In the midst of that decline, LUNA’s market cap fell below that of UST, reaching a ratio of just 0.5 on 10 May 2022 (it had been as high as 1.9 in April). Holders of UST were no longer assured of being able to redeem their tokens for $1.00 worth of LUNA and lost confidence in the peg. Thus began a death spiral of UST and LUNA, with each drop in value of one causing a further drop in the value of the other.

In early 2022, Terraform Labs began accumulating a reserve of Bitcoin to support the UST peg that would eventually be worth several billion USD. However, that reserve would not prove to be enough to stop the spiral that would cause the sharp decline of UST and LUNA.

The Root Cause

Two leading theories have emerged to explain the crash of UST and LUNA. One is that an investor with an enormous short position in Bitcoin carried out a speculative attack, selling $350 million worth of UST to smash its peg, which in turn caused Terraform Labs to deplete its Bitcoin reserve and further depress the price of Bitcoin.

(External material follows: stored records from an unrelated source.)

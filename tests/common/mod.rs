//! Scripted in-memory connection stack for exercising the engine without a
//! database. Failures are queued ahead of time and consumed in order, and
//! every pool/transaction interaction is counted.

#![allow(dead_code)]

use async_trait::async_trait;
use dbexec::conn::{
    Connection, ConnectionProvider, ExecResult, KeyReturn, RowCursor, SharedConnection,
    TransactionContext,
};
use dbexec::error::{DbError, DbResult};
use dbexec::value::{ParamValue, Row};
use serde_json::json;
use std::collections::VecDeque;
use std::sync::atomic::{AtomicI64, AtomicUsize, Ordering};
use std::sync::{Arc, Mutex};

/// Shared observable state for one mock pool.
pub struct MockState {
    pub borrows: AtomicUsize,
    pub returns: AtomicUsize,
    pub commits: AtomicUsize,
    pub rollbacks: AtomicUsize,
    pub executes: AtomicUsize,
    pub cursor_closes: AtomicUsize,
    execute_failures: Mutex<VecDeque<Option<DbError>>>,
    rollback_failures: Mutex<VecDeque<DbError>>,
    next_key: AtomicI64,
    /// SQL of statements whose transaction has committed.
    pub committed: Mutex<Vec<String>>,
    query_rows: Mutex<Vec<Row>>,
}

impl MockState {
    pub fn new() -> Arc<Self> {
        Arc::new(Self {
            borrows: AtomicUsize::new(0),
            returns: AtomicUsize::new(0),
            commits: AtomicUsize::new(0),
            rollbacks: AtomicUsize::new(0),
            executes: AtomicUsize::new(0),
            cursor_closes: AtomicUsize::new(0),
            execute_failures: Mutex::new(VecDeque::new()),
            rollback_failures: Mutex::new(VecDeque::new()),
            next_key: AtomicI64::new(1),
            committed: Mutex::new(Vec::new()),
            query_rows: Mutex::new(Vec::new()),
        })
    }

    /// Queue an error for an upcoming execute call. The queue is consumed
    /// first-in first-out, one entry per call; an exhausted queue means
    /// success.
    pub fn fail_execute(&self, err: DbError) {
        self.execute_failures.lock().unwrap().push_back(Some(err));
    }

    /// Queue one successful execute call ahead of any queued failure.
    pub fn pass_execute(&self) {
        self.execute_failures.lock().unwrap().push_back(None);
    }

    /// Queue an error for an upcoming rollback call.
    pub fn fail_rollback(&self, err: DbError) {
        self.rollback_failures.lock().unwrap().push_back(err);
    }

    /// Preset the rows every query returns.
    pub fn set_query_rows(&self, rows: Vec<Row>) {
        *self.query_rows.lock().unwrap() = rows;
    }

    pub fn borrows(&self) -> usize {
        self.borrows.load(Ordering::SeqCst)
    }

    pub fn returns(&self) -> usize {
        self.returns.load(Ordering::SeqCst)
    }

    pub fn commits(&self) -> usize {
        self.commits.load(Ordering::SeqCst)
    }

    pub fn rollbacks(&self) -> usize {
        self.rollbacks.load(Ordering::SeqCst)
    }

    pub fn executes(&self) -> usize {
        self.executes.load(Ordering::SeqCst)
    }

    pub fn cursor_closes(&self) -> usize {
        self.cursor_closes.load(Ordering::SeqCst)
    }

    pub fn committed_sql(&self) -> Vec<String> {
        self.committed.lock().unwrap().clone()
    }
}

/// Connection that stages writes until commit and replays queued failures.
pub struct MockConnection {
    state: Arc<MockState>,
    staged: Vec<String>,
}

impl MockConnection {
    pub fn new(state: Arc<MockState>) -> Self {
        Self {
            state,
            staged: Vec::new(),
        }
    }
}

#[async_trait]
impl Connection for MockConnection {
    async fn set_auto_commit(&mut self, _enabled: bool) -> DbResult<()> {
        Ok(())
    }

    async fn commit(&mut self) -> DbResult<()> {
        self.state.commits.fetch_add(1, Ordering::SeqCst);
        self.state
            .committed
            .lock()
            .unwrap()
            .append(&mut self.staged);
        Ok(())
    }

    async fn rollback(&mut self) -> DbResult<()> {
        self.state.rollbacks.fetch_add(1, Ordering::SeqCst);
        self.staged.clear();
        if let Some(err) = self.state.rollback_failures.lock().unwrap().pop_front() {
            return Err(err);
        }
        Ok(())
    }

    async fn execute(
        &mut self,
        sql: &str,
        _params: &[ParamValue],
        keys: KeyReturn,
    ) -> DbResult<ExecResult> {
        self.state.executes.fetch_add(1, Ordering::SeqCst);
        if let Some(Some(err)) = self.state.execute_failures.lock().unwrap().pop_front() {
            return Err(err);
        }
        self.staged.push(sql.to_string());
        let generated_keys = match keys {
            KeyReturn::Generated => {
                vec![self.state.next_key.fetch_add(1, Ordering::SeqCst)]
            }
            KeyReturn::None => Vec::new(),
        };
        Ok(ExecResult {
            rows_affected: 1,
            generated_keys,
        })
    }

    async fn query(&mut self, _sql: &str, _params: &[ParamValue]) -> DbResult<Box<dyn RowCursor>> {
        if let Some(Some(err)) = self.state.execute_failures.lock().unwrap().pop_front() {
            return Err(err);
        }
        let rows = self.state.query_rows.lock().unwrap().clone();
        Ok(Box::new(MockCursor {
            state: Arc::clone(&self.state),
            rows: rows.into(),
            closed: false,
        }))
    }
}

pub struct MockCursor {
    state: Arc<MockState>,
    rows: VecDeque<Row>,
    closed: bool,
}

#[async_trait]
impl RowCursor for MockCursor {
    async fn next_row(&mut self) -> DbResult<Option<Row>> {
        if self.closed {
            return Ok(None);
        }
        Ok(self.rows.pop_front())
    }

    async fn close(&mut self) -> DbResult<()> {
        if !self.closed {
            self.closed = true;
            self.state.cursor_closes.fetch_add(1, Ordering::SeqCst);
        }
        Ok(())
    }
}

/// Provider lending fresh mock connections over one shared state.
pub struct MockProvider {
    pub state: Arc<MockState>,
}

impl MockProvider {
    pub fn new(state: Arc<MockState>) -> Self {
        Self { state }
    }
}

#[async_trait]
impl ConnectionProvider for MockProvider {
    async fn lend(&self, _dbms: &str) -> DbResult<Box<dyn Connection>> {
        self.state.borrows.fetch_add(1, Ordering::SeqCst);
        Ok(Box::new(MockConnection::new(Arc::clone(&self.state))))
    }

    async fn reclaim(&self, _dbms: &str, _conn: Box<dyn Connection>) {
        self.state.returns.fetch_add(1, Ordering::SeqCst);
    }
}

/// Transaction context reporting one ambient transaction for one datastore.
pub struct AmbientContext {
    dbms: String,
    conn: SharedConnection,
}

impl AmbientContext {
    pub fn new(dbms: impl Into<String>, conn: SharedConnection) -> Self {
        Self {
            dbms: dbms.into(),
            conn,
        }
    }
}

#[async_trait]
impl TransactionContext for AmbientContext {
    async fn is_ambient_active(&self, dbms: &str) -> bool {
        self.dbms == dbms
    }

    async fn ambient_connection(&self, dbms: &str) -> DbResult<SharedConnection> {
        if self.dbms != dbms {
            return Err(DbError::internal(format!(
                "no ambient transaction exists for '{}'",
                dbms
            )));
        }
        Ok(Arc::clone(&self.conn))
    }
}

/// Wrap a mock connection for ambient sharing.
pub fn shared_connection(state: &Arc<MockState>) -> SharedConnection {
    let conn: Box<dyn Connection> = Box::new(MockConnection::new(Arc::clone(state)));
    Arc::new(tokio::sync::Mutex::new(conn))
}

pub fn transient_reset() -> DbError {
    DbError::database("connection reset by peer", Some("08S01".to_string()))
}

pub fn transient_deadlock() -> DbError {
    DbError::database("deadlock victim", Some("40001".to_string()))
}

pub fn fatal_duplicate() -> DbError {
    DbError::database("duplicate key value", Some("23505".to_string()))
}

/// Build a one-column row.
pub fn id_row(id: i64) -> Row {
    Row::new(vec!["id".to_string()].into(), vec![json!(id)])
}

The other theory is that UST and LUNA crashed from the weight of their own economics. With no asset reserve and little demand for UST outside the Anchor platform, critics say the crash was inevitable. Others seethe crash as a classic bank run, when depositors seek to withdraw their entire balances all at once. As the founder of Terraform Labs said in an 11 May 2022 proposal to revise the UST algorithm, “[i]n extreme situations like this, Terra cannot save both UST peg, and save LUNA price at the same time.”

1 In late May 2022, Terraform Labs launched a new blockchain with the same branding as the original. Consequently, the original UST token has been renamed USTC (UST Classic) and the original LUNA token has been renamed LUNC. In this article, we will continue to refer to those tokens by their original names.